Fig. 3.

Effect of mutagenesis of the gE aa27-90 region on gE cellular localization and expression and VZV entry into human T cells in vitro. Melanoma cells were infected with rOka (A, D, and G), rOka-ΔP27-G90 (B, E, and H), or rOka-ΔY51-G90 (C and F), and fixed at 24 h (A–C) and 72 h (D–H) after infection. Cells were labeled with MAb anti-gE (Chemicon) (red), and nuclei were stained with Hoechst 33342 (blue). Insets are enlargements of the images in the panels. (Magnfication: A–F, ×400; G and H, ×630.) (I) Lysates from melanoma cells infected with rOka or gE mutant viruses were collected at 24 and 72 h after infection (p.i.) and analyzed by Western blot using MAb anti-gE 3B3 (Top), or rabbit anti-IE63 (Middle). MAb anti-αtubulin was used for normalization (Bottom).

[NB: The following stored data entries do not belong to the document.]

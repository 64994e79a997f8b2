use api_state::ApiState;
use axum::{
    extract::{DefaultBodyLimit, FromRef},
    routing::{get, post},
    Router,
};
use routes::{analyze::analyze_phrase, liveness::live, readiness::ready};

pub mod api_state;
pub mod error;
mod routes;

/// Phrases are short; anything larger is rejected before deserialization.
const ANALYZE_MAX_BODY_BYTES: usize = 16 * 1024;

/// Router for API functionality, version 1
pub fn api_routes_v1<S>(_app_state: &ApiState) -> Router<S>
where
    S: Clone + Send + Sync + 'static,
    ApiState: FromRef<S>,
{
    // Probes for k8s/systemd
    let probes = Router::new()
        .route("/ready", get(ready))
        .route("/live", get(live));

    let engine = Router::new().route(
        "/analyze",
        post(analyze_phrase).layer(DefaultBodyLimit::max(ANALYZE_MAX_BODY_BYTES)),
    );

    probes.merge(engine)
}
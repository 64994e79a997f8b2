use std::path::{Path, PathBuf};
use std::sync::Arc;

use tokio::sync::OnceCell;
use tracing::{error, info};

use crate::storage::corpus::{CorpusFormat, CorpusIndex};
use crate::utils::config::AppConfig;

/// Lazily-built, process-lifetime owner of the corpus index.
///
/// The first caller of [`CorpusStore::index`] parses the file; concurrent
/// callers wait on the same initialization and every caller afterwards gets
/// the same shared index. A missing corpus is remembered as unavailable and is
/// not retried.
pub struct CorpusStore {
    path: PathBuf,
    format: CorpusFormat,
    index: OnceCell<Option<Arc<CorpusIndex>>>,
}

impl CorpusStore {
    /// Create a store that will read `path` on first use.
    pub fn new(path: impl Into<PathBuf>, format: CorpusFormat) -> Self {
        Self {
            path: path.into(),
            format,
            index: OnceCell::new(),
        }
    }

    /// Create a store from application configuration.
    pub fn from_config(config: &AppConfig) -> Self {
        Self::new(&config.corpus_path, CorpusFormat::from_config(config))
    }

    /// Create a store around an index that is already built.
    ///
    /// Useful for tests and for embedding the engine with an in-memory corpus.
    pub fn preloaded(index: CorpusIndex) -> Self {
        Self {
            path: PathBuf::new(),
            format: CorpusFormat::default(),
            index: OnceCell::new_with(Some(Some(Arc::new(index)))),
        }
    }

    pub fn path(&self) -> &Path {
        &self.path
    }

    /// Shared index, or `None` when the corpus could not be loaded.
    pub async fn index(&self) -> Option<Arc<CorpusIndex>> {
        self.index
            .get_or_init(|| async {
                match CorpusIndex::load(&self.path, &self.format).await {
                    Ok(index) => {
                        info!(
                            path = %self.path.display(),
                            verses = index.len(),
                            "Corpus index loaded"
                        );
                        Some(Arc::new(index))
                    }
                    Err(err) => {
                        error!(
                            path = %self.path.display(),
                            error = %err,
                            "Corpus could not be loaded; every query will report not found"
                        );
                        None
                    }
                }
            })
            .await
            .clone()
    }

    /// Whether initialization has already run (successfully or not).
    pub fn is_initialized(&self) -> bool {
        self.index.initialized()
    }
}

Lane 1, uninfected cells; lane 2, rOka; lane 3, rOka-ΔP27-G90; lane 4, rOka-ΔY51-G90. (J) Primary human tonsil T cells were infected by coculturing with HELF-infected monolayers for 26 h, stained with anti-CD3 antibody and anti-VZV immune serum, and analyzed by flow cytometry. Error bars indicate SD. The titer of the infected monolayers is indicated in the table.